Total revenue was $701.9 million for the first quarter of 2008, compared to $727.6 million for the first quarter of 2007. Total revenue decreased due primarily to the lower net investment income and lower net realized investment gains, partially offset by higher earned premiums.

Earned premiums were $575.9 million and $562.5 million for the first quarters of 2008 and 2007, respectively, an increase of $13.4 million. Earned premiums increased in the Unitrin Direct segment and Unitrin Specialty segment, partially offset by decreased earned premiums in the Life and Health Insurance segment. Earned premiums in the Kemper segment and automobile finance revenues in the Fireside Bank segment were relatively flat for the first quarter of 2008, compared to the same period in 2007.

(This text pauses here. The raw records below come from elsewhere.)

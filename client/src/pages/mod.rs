//! Page modules for route-level screens.
//!
//! ARCHITECTURE
//! ============
//! `login` and `signup` are public routes. Everything else renders inside the
//! guarded `Layout` and can assume a signed-in user in context.

pub mod admin;
pub mod appointments;
pub mod booking;
pub mod dashboard;
pub mod login;
pub mod schedule;
pub mod signup;

use leptos::prelude::*;

/// Heading plus a single card of body text.
#[component]
pub(crate) fn PageCard(title: &'static str, body: &'static str) -> impl IntoView {
    view! {
        <div class="page">
            <h1 class="page__title">{title}</h1>
            <div class="page-card">
                <p class="page-card__text">{body}</p>
            </div>
        </div>
    }
}
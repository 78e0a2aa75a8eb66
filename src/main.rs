mod config;
mod proxy;
mod routes;

#[tokio::main]
async fn main() {
    // A missing .env file is normal outside local development.
    let _ = dotenvy::dotenv();
    tracing_subscriber::fmt::init();

    let config = config::HostConfig::from_env().expect("invalid configuration");
    let app = routes::app(&config).expect("router init failed");

    let port = config.port;
    let listener = tokio::net::TcpListener::bind(format!("0.0.0.0:{port}"))
        .await
        .expect("failed to bind");

    tracing::info!(%port, proxy = config.proxy_target.as_deref().unwrap_or("off"), "appointhub listening");
    axum::serve(listener, app).await.expect("server failed");
}
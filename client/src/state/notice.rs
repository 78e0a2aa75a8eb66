//! Transient notices ("toasts") shown after session events.

#[cfg(test)]
#[path = "notice_test.rs"]
mod notice_test;

/// How long a notice stays on screen.
pub const NOTICE_TTL_MS: u32 = 4_000;

#[derive(Clone, Copy, Debug, PartialEq, Eq)]
pub enum NoticeKind {
    Success,
    Error,
}

#[derive(Clone, Debug, PartialEq, Eq)]
pub struct Notice {
    pub kind: NoticeKind,
    pub message: String,
}

impl Notice {
    pub fn success(message: impl Into<String>) -> Self {
        Self { kind: NoticeKind::Success, message: message.into() }
    }

    pub fn error(message: impl Into<String>) -> Self {
        Self { kind: NoticeKind::Error, message: message.into() }
    }
}

/// Notices currently on screen, oldest first.
#[derive(Clone, Debug, Default, PartialEq, Eq)]
pub struct NoticeState {
    pub items: Vec<(u64, Notice)>,
    next_id: u64,
}

impl NoticeState {
    /// Append `notice` and return its id for later dismissal.
    pub fn push(&mut self, notice: Notice) -> u64 {
        let id = self.next_id;
        self.next_id += 1;
        self.items.push((id, notice));
        id
    }

    /// Remove the notice with `id`. Unknown ids are ignored.
    pub fn dismiss(&mut self, id: u64) {
        self.items.retain(|(item_id, _)| *item_id != id);
    }
}
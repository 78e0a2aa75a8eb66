//! Root application component with routing and context providers.

use std::sync::Arc;

use leptos::prelude::*;
use leptos_meta::{MetaTags, Title, provide_meta_context};
use leptos_router::{
    StaticSegment,
    components::{ParentRoute, Route, Router, Routes},
};

use crate::components::layout::Layout;
use crate::components::notice_tray::NoticeTray;
use crate::components::protected_route::ProtectedRoute;
use crate::config::ClientConfig;
use crate::net::fetch::FetchTransport;
use crate::pages::{
    admin::AdminPage, appointments::AppointmentsPage, booking::BookingPage, dashboard::DashboardPage,
    login::LoginPage, schedule::SchedulePage, signup::SignupPage,
};
use crate::state::auth::AuthState;
use crate::state::notice::NoticeState;
use crate::state::session::{AppSession, ContextObserver};
use crate::util::navigation::BrowserNavigator;
use crate::util::storage::LocalStorage;

/// HTML shell rendered on the server for SSR + hydration.
pub fn shell(options: LeptosOptions) -> impl IntoView {
    view! {
        <!DOCTYPE html>
        <html lang="en">
            <head>
                <meta charset="utf-8"/>
                <meta name="viewport" content="width=device-width, initial-scale=1"/>
                <AutoReload options=options.clone()/>
                <HydrationScripts options/>
                <MetaTags/>
            </head>
            <body>
                <App/>
            </body>
        </html>
    }
}

/// Root application component.
///
/// Provides the auth and notice signals plus the session manager, restores
/// any persisted session once the browser takes over, and sets up routing.
#[component]
pub fn App() -> impl IntoView {
    provide_meta_context();

    let auth = RwSignal::new(AuthState::default());
    let notices = RwSignal::new(NoticeState::default());
    let session = AppSession::new(
        &ClientConfig::from_build_env(),
        FetchTransport,
        Arc::new(LocalStorage),
        Arc::new(BrowserNavigator),
        Arc::new(ContextObserver { auth, notices }),
    );

    provide_context(auth);
    provide_context(notices);
    provide_context(session.clone());

    // Effects only run in the browser, so SSR output stays in the loading state.
    Effect::new(move || {
        session.restore();
    });

    view! {
        <Title text="AppointmentHub"/>

        <Router>
            <Routes fallback=|| "Page not found.".into_view()>
                <Route path=StaticSegment("login") view=LoginPage/>
                <Route path=StaticSegment("signup") view=SignupPage/>
                <ParentRoute
                    path=StaticSegment("")
                    view=|| {
                        view! {
                            <ProtectedRoute>
                                <Layout/>
                            </ProtectedRoute>
                        }
                    }
                >
                    <Route path=StaticSegment("") view=DashboardPage/>
                    <Route path=StaticSegment("bookings") view=BookingPage/>
                    <Route path=StaticSegment("appointments") view=AppointmentsPage/>
                    <Route path=StaticSegment("schedule") view=SchedulePage/>
                    <Route path=StaticSegment("admin") view=AdminPage/>
                </ParentRoute>
            </Routes>
        </Router>
        <NoticeTray/>
    }
}
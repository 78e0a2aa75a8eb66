//! Route guard decisions shared by protected views.
//!
//! SYSTEM CONTEXT
//! ==============
//! Protected routes must apply identical waiting and redirect behavior, so the
//! decision is a pure function of [`AuthState`] and the redirect effect is
//! installed from one place.

#[cfg(test)]
#[path = "auth_test.rs"]
mod auth_test;

use leptos::prelude::*;
use leptos_router::NavigateOptions;

use super::navigation::LOGIN_PATH;
use crate::state::auth::AuthState;

/// What a protected route should render for the current auth state.
#[derive(Clone, Copy, Debug, PartialEq, Eq)]
pub enum GuardDecision {
    /// Session restore has not finished; show the waiting indicator only.
    Wait,
    /// Signed in; show the protected content only.
    Render,
    /// Signed out; leave for the login page.
    Redirect,
}

pub fn guard_decision(state: &AuthState) -> GuardDecision {
    if state.loading {
        GuardDecision::Wait
    } else if state.is_authenticated() {
        GuardDecision::Render
    } else {
        GuardDecision::Redirect
    }
}

/// Redirect options that replace the current history entry, so the back
/// button cannot return to the protected view.
pub fn login_redirect_options() -> NavigateOptions {
    NavigateOptions { replace: true, ..NavigateOptions::default() }
}

/// Redirect to `/login` whenever auth has loaded and no user is present.
pub fn install_unauth_redirect<F>(auth: RwSignal<AuthState>, navigate: F)
where
    F: Fn(&str, NavigateOptions) + Clone + 'static,
{
    Effect::new(move || {
        if guard_decision(&auth.get()) == GuardDecision::Redirect {
            navigate(LOGIN_PATH, login_redirect_options());
        }
    });
}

Net investment income decreased by $22.7 million for the first quarter of 2008, compared to the same period in 2007, due primarily to lower net investment income from certain investments in limited liability investment companies and limited partnerships which the Company accounts for under the equity method of accounting and lower dividend income from the Company's investment in Northrop preferred stock. The Company reported a net investment loss of $9.1 million from its investments in limited liability investment companies and limited partnerships for the first quarter of 2008, compared to net investment income of $8.4 million for the same period in 2007. Each of the Company's insurance segments reported lower net investment income as a result of these investments. Dividend income from the Company's investments in Northrop decreased by $5.5 million due primarily to the timing of the preferred stock ex-dividend date in 2007, which resulted in two dividend payments in the first quarter of 2007, and the conversion of the Company's holdings of Northrop preferred stock into Northrop common stock in the first quarter of 2008.

Net realized investment gains were $6.2 million for the first quarter of 2008, compared to $22.5 million for the same period in 2007. Net realized investment gains for the first quarters of 2008 and 2007 included gains of $10.3 million and $18.9 million, respectively, from sales of a portion of the Company's investment in Northrop common stock. Net realized investment gains for the first quarters of 2008 and 2007 includes pretax losses of $8.5 million and $0.8 million, respectively, resulting from other than temporary declines in the fair values of investments. The Company cannot anticipate when or if similar net investment gains and losses may occur in the future.